Task to complete —
Within the records below, how many lines hold the string "self"? State that number and nothing else.

____ Available data

//! The frontend seam: model file in, unoptimized program out.

use std::path::Path;

use forestjit_ir::ForestIr;
use tracing::debug;

use crate::error::ModelParseError;
use crate::text::parse_forest;

/// Converts a model file into the unoptimized program representation.
///
/// The owning Model memoizes the result, so an adapter is invoked at most
/// once per Model instance. The trait exists so tests can substitute a
/// counting or failing adapter.
pub trait FrontendAdapter {
    fn build_ir(&self, model_file: &Path) -> Result<ForestIr, ModelParseError>;
}

/// Default adapter: parses the LightGBM text format.
#[derive(Debug, Default)]
pub struct TextModelFrontend;

impl FrontendAdapter for TextModelFrontend {
    fn build_ir(&self, model_file: &Path) -> Result<ForestIr, ModelParseError> {
        let text = std::fs::read_to_string(model_file)?;
        let ir = parse_forest(&text)?;
        debug!(
            trees = ir.trees.len(),
            num_features = ir.num_features,
            "built frontend representation"
        );
        Ok(ir)
    }
}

________

Output for this exercise —
2